Resveratrol blocks IL-6- and plantar incision-induced persistent sensitization. A) Intraplantar injection of IL-6 (0.1 ng) with resveratrol (10 μg) co-treatment on Day 1 abolished the IL-6 induced persistent sensitization precipitated by PGE2 injection on day 6. B) Intraplantar injection of resveratrol (10 μg) at the time of incision and 1 day post incision abolished plantar incision-induced persistent sensitization precipitated by PGE2 injection on day 14 after incision. C) Intraplantar injection of resveratrol (10 μg) on day 1 and 3 post incision abolished plantar incision induced persistent sensitization precipitated by PGE2 injection on day 14 after incision.

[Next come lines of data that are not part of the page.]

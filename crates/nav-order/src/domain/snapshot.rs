//! Snapshot
//!
//! Wire shape of the server-rendered navigation order the editor starts from.

use serde::{Deserialize, Serialize};

use super::entity::{CategoryId, DomainError, DomainResult, ItemId};
use super::nav_item::NavItemKind;

/// Initial (or projected) navigation order
#[derive(Debug, Clone, Default, PartialEq, Eq, Serialize, Deserialize)]
pub struct Snapshot {
    pub slots: Vec<SnapshotSlot>,
}

/// A root-level entry of the snapshot
#[derive(Debug, Clone, PartialEq, Eq, Serialize, Deserialize)]
#[serde(tag = "type", rename_all = "lowercase")]
pub enum SnapshotSlot {
    Category {
        id: CategoryId,
        name: String,
        #[serde(default)]
        items: Vec<SnapshotItem>,
    },
    Item(SnapshotItem),
}

#[derive(Debug, Clone, PartialEq, Eq, Serialize, Deserialize)]
pub struct SnapshotItem {
    pub id: ItemId,
    #[serde(default)]
    pub kind: NavItemKind,
    #[serde(default)]
    pub label: String,
}

impl SnapshotItem {
    pub fn new(id: impl Into<ItemId>, label: &str) -> Self {
        Self {
            id: id.into(),
            kind: NavItemKind::Link,
            label: label.to_string(),
        }
    }
}

impl Snapshot {
    /// Parse the JSON document embedded in the page
    pub fn from_json(raw: &str) -> DomainResult<Self> {
        serde_json::from_str(raw).map_err(|e| DomainError::InvalidSnapshot(e.to_string()))
    }

    /// Total number of items across both levels
    pub fn item_count(&self) -> usize {
        self.slots
            .iter()
            .map(|slot| match slot {
                SnapshotSlot::Category { items, .. } => items.len(),
                SnapshotSlot::Item(_) => 1,
            })
            .sum()
    }
}

#[cfg(test)]
mod tests {
    use super::*;

    #[test]
    fn test_parse_mixed_slots() {
        let raw = r#"{
            "slots": [
                {"type": "category", "id": 7, "name": "Tools",
                 "items": [{"id": 1, "label": "Grafana"}, {"id": "wiki", "kind": "link"}]},
                {"type": "item", "id": 2, "label": "Status"},
                {"type": "category", "id": "empty", "name": "Empty"}
            ]
        }"#;

        let snapshot = Snapshot::from_json(raw).unwrap();

        assert_eq!(snapshot.slots.len(), 3);
        assert_eq!(snapshot.item_count(), 3);
        match &snapshot.slots[0] {
            SnapshotSlot::Category { id, items, .. } => {
                assert_eq!(id, &CategoryId::from(7));
                assert_eq!(items[1].id, ItemId::from("wiki"));
                assert_eq!(items[1].label, "");
            }
            other => panic!("expected category, got {:?}", other),
        }
        assert_eq!(snapshot.slots[1], SnapshotSlot::Item(SnapshotItem::new(2, "Status")));
        assert!(matches!(&snapshot.slots[2], SnapshotSlot::Category { items, .. } if items.is_empty()));
    }

    #[test]
    fn test_malformed_snapshot() {
        let err = Snapshot::from_json(r#"{"slots": [{"type": "folder", "id": 1}]}"#).unwrap_err();
        assert!(matches!(err, DomainError::InvalidSnapshot(_)));
    }
}
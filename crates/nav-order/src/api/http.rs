//! HTTP Order API
//!
//! POSTs the order records as JSON with the page's CSRF token attached.

use async_trait::async_trait;
use log::{debug, warn};

use super::{OrderApi, OrderResponse, SaveError};
use crate::config::ResolvedConfig;
use crate::editor::OrderRecord;

pub struct HttpOrderApi {
    client: reqwest::Client,
    config: ResolvedConfig,
}

impl HttpOrderApi {
    pub fn new(config: ResolvedConfig) -> Self {
        Self::with_client(reqwest::Client::new(), config)
    }

    pub fn with_client(client: reqwest::Client, config: ResolvedConfig) -> Self {
        Self { client, config }
    }
}

#[async_trait(?Send)]
impl OrderApi for HttpOrderApi {
    async fn submit_order(&self, records: &[OrderRecord]) -> Result<(), SaveError> {
        debug!("[ORDER] POST {} ({} records)", self.config.endpoint, records.len());

        let response = self
            .client
            .post(self.config.endpoint.clone())
            .header(self.config.csrf_header.as_str(), self.config.csrf_token.as_str())
            .json(records)
            .send()
            .await
            .map_err(|e| SaveError::Transport(e.to_string()))?;

        let status = response.status();
        let body = response
            .text()
            .await
            .map_err(|e| SaveError::Transport(e.to_string()))?;
        let parsed = serde_json::from_str::<OrderResponse>(&body);

        if !status.is_success() {
            warn!("[ORDER] server responded with status {}", status.as_u16());
            return match parsed {
                Ok(OrderResponse { message: Some(message), .. }) => Err(SaveError::Rejected(message)),
                _ => Err(SaveError::Transport(format!(
                    "server responded with status {}",
                    status.as_u16()
                ))),
            };
        }

        parsed
            .map_err(|e| SaveError::Transport(format!("unexpected response body: {}", e)))?
            .into_result()
    }
}
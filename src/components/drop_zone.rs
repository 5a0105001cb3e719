//! Drop Zone Component
//!
//! A horizontal line between entries marking where the dragged entry lands.

use leptos::prelude::*;
use leptos_dragdrop::*;
use nav_order::DragSubject;

use crate::store::{store_accepts, use_order_store};
use crate::tree::Zone;

/// Drop zone shown only while dragging, and only in containers that may
/// take the dragged entry
#[component]
pub fn DropZone(
    dnd: DndSignals<DragSubject, Zone>,
    zone: Zone,
) -> impl IntoView {
    let store = use_order_store();
    let on_mouseenter = make_on_target_mouseenter(dnd, zone.clone());
    let on_mouseleave = make_on_mouseleave(dnd);

    let container = zone.clone().container;
    let is_legal = move || dnd.any_dragging() && store_accepts(&store, &container);
    let is_active = move || dnd.is_target(&zone);

    let zone_class = move || {
        let mut c = String::from("drop-zone");
        if !is_legal() { c.push_str(" hidden"); }
        if is_active() { c.push_str(" active"); }
        c
    };

    view! {
        <div
            class=zone_class
            on:mouseenter=on_mouseenter
            on:mouseleave=on_mouseleave
        />
    }
}
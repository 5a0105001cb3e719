//! Order Tree View Component
//!
//! Displays the two-level menu with drag-and-drop support.
//! Uses leptos-dragdrop with explicit DropZones between entries.

use leptos::prelude::*;
use leptos_dragdrop::*;
use log::debug;
use nav_order::{CategoryId, DragSubject, DropOutcome, ItemId};

use crate::components::DropZone;
use crate::store::{store_rows, store_update_editor, use_order_store};
use crate::tree::{target_index, Row, Zone};

/// Menu editor with DnD support
#[component]
pub fn OrderTreeView() -> impl IntoView {
    let store = use_order_store();
    let dnd = create_dnd_signals::<DragSubject, Zone>();

    bind_drag_lifecycle(
        dnd,
        move |subject| {
            store_update_editor(&store, |editor| {
                editor.begin_drag(subject);
            });
        },
        move |subject, zone: Zone| {
            store_update_editor(&store, |editor| {
                let position = target_index(editor, &zone);
                match editor.drop_into(zone.container, position) {
                    DropOutcome::Accepted(location) => {
                        debug!("[DND] {:?} -> {:?}", subject, location);
                    }
                    DropOutcome::Rejected(reason) => {
                        debug!("[DND] {:?} refused: {:?}", subject, reason);
                    }
                    DropOutcome::Ignored => {}
                }
            });
        },
        move || {
            store_update_editor(&store, |editor| editor.end_drag());
        },
    );

    let rows = move || store_rows(&store);

    view! {
        <div class="nav-order-tree">
            <For
                each=rows
                key=|row| row.clone()
                children=move |row| match row {
                    Row::Zone(zone) => view! { <DropZone dnd=dnd zone=zone /> }.into_any(),
                    Row::Category { id, name, size } => {
                        view! { <CategoryHeader dnd=dnd id=id name=name size=size /> }.into_any()
                    }
                    Row::Item { id, label, depth } => {
                        view! { <ItemRow dnd=dnd id=id label=label depth=depth /> }.into_any()
                    }
                }
            />
        </div>
    }
}

/// Draggable category heading; its items follow it when it moves
#[component]
fn CategoryHeader(
    dnd: DndSignals<DragSubject, Zone>,
    id: CategoryId,
    name: String,
    size: usize,
) -> impl IntoView {
    let subject = DragSubject::Category(id);
    let on_mousedown = make_on_mousedown(dnd, subject.clone());
    let is_dragging = move || dnd.is_dragging(&subject);

    let class = move || {
        let mut c = String::from("nav-order-category");
        if is_dragging() { c.push_str(" dragging"); }
        c
    };

    view! {
        <div class=class on:mousedown=on_mousedown>
            <span class="drag-handle">"⠿"</span>
            <strong>{name}</strong>
            <span class="badge bg-secondary ms-2">{size}</span>
        </div>
    }
}

/// Draggable navigation link
#[component]
fn ItemRow(
    dnd: DndSignals<DragSubject, Zone>,
    id: ItemId,
    label: String,
    depth: usize,
) -> impl IntoView {
    let subject = DragSubject::Item(id);
    let on_mousedown = make_on_mousedown(dnd, subject.clone());
    let is_dragging = move || dnd.is_dragging(&subject);

    let class = move || {
        let mut c = String::from("nav-order-item");
        if depth > 0 { c.push_str(" nested"); }
        if is_dragging() { c.push_str(" dragging"); }
        c
    };

    view! {
        <div
            class=class
            style:padding-left=format!("{}rem", 1 + depth * 2)
            on:mousedown=on_mousedown
        >
            <span class="drag-handle">"⠿"</span>
            {label}
        </div>
    }
}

The present findings make a compelling case for the use of resveratrol as a local treatment for both incision induced pain and prevention of chronic pain induced by incision. They show that resveratrol potently and efficaciously inhibits ERK and mTOR signaling in sensory neurons in vitro. The mTOR [3942] and ERK pathways [43] have been linked to pathology in multiple preclinical pain models and our previous findings strongly implicate these pathways in the induction of mechanical allodynia by IL-6 and NGF [17, 44] and the development and maintenance of nerve-injury induced allodynia [18]. The pharmacological action of resveratrol observed in our in vitro experiments is linked to activation of AMPK and in vivo effects are consistent with engagement of AMPK. We have previously implicated AMPK activation in alleviation of neuropathic pain [18], hence, the findings described herein expand the potential clinical usefulness of AMPK activators into the area of post-surgical pain. We conclude that diverse pharmacological mechanisms for activation of AMPK may have utility as novel analgesics for a variety of pain conditions.

Anabolic processes, such as protein synthesis, are orchestrated by upstream kinases that signal to the translation machinery [35] such as mTOR and ERK. These kinases can be targeted individually by selective inhibitors or they can be negatively modulated by endogenous signaling factors that act on these pathways [45]. A crucial kinase for negative regulation of translation is the ubiquitous, energy-sensing kinase AMPK. Activation of AMPK by depletion of cellular nutrients or through pharmacological intervention results in a dampening of signaling to the translation machinery [45]. This is the natural cellular response to energy deprivation wherein high AMP levels signal to AMPK thereby shutting down anabolic processes when nutrient levels are low. AMPK is not solely regulated by cellular homeostatic mechanisms as it can also be targeted pharmacologically via a number of investigational compounds (e.g. AICAR and A769662 [46]), natural products (resveratrol [29, 30]) and by the widely clinically available and safe drug metformin [47, 48]. AMPK negatively regulates mTOR via activation of mTOR's negative regulator, TSC2 [49]. This results in a profound inhibition of mTOR and its downstream targets involved in translation control (e.g. 4EBP and ribosomal S6 kinase and rS6p [49]). Activation of AMPK also negatively regulates ERK activity induced by growth factors and cytokines [20]. This likely occurs via phosphorylation of the insulin receptor substrate 1 (IRS1) protein at Serine 789 [50]. IRS-1 is a critical component of the signaling module of all tyrosine kinase receptors (Trks) and is linked to GP130 (the IL-6 signal transduction receptor) signaling [51]. This interaction may explain the inhibitory effect of resveratrol on IL-6-mediated ERK/eIF4E signaling observed here. Hence, engaging AMPK with potent activators of this pathway (e.g. resveratrol) represents a unique opportunity to achieve inhibition of pain-related signaling because it harnesses the cell's natural mechanism for dampening signaling in two pathways strongly implicated in pain amplification in the periphery, ERK [43] and mTOR [18, 3942].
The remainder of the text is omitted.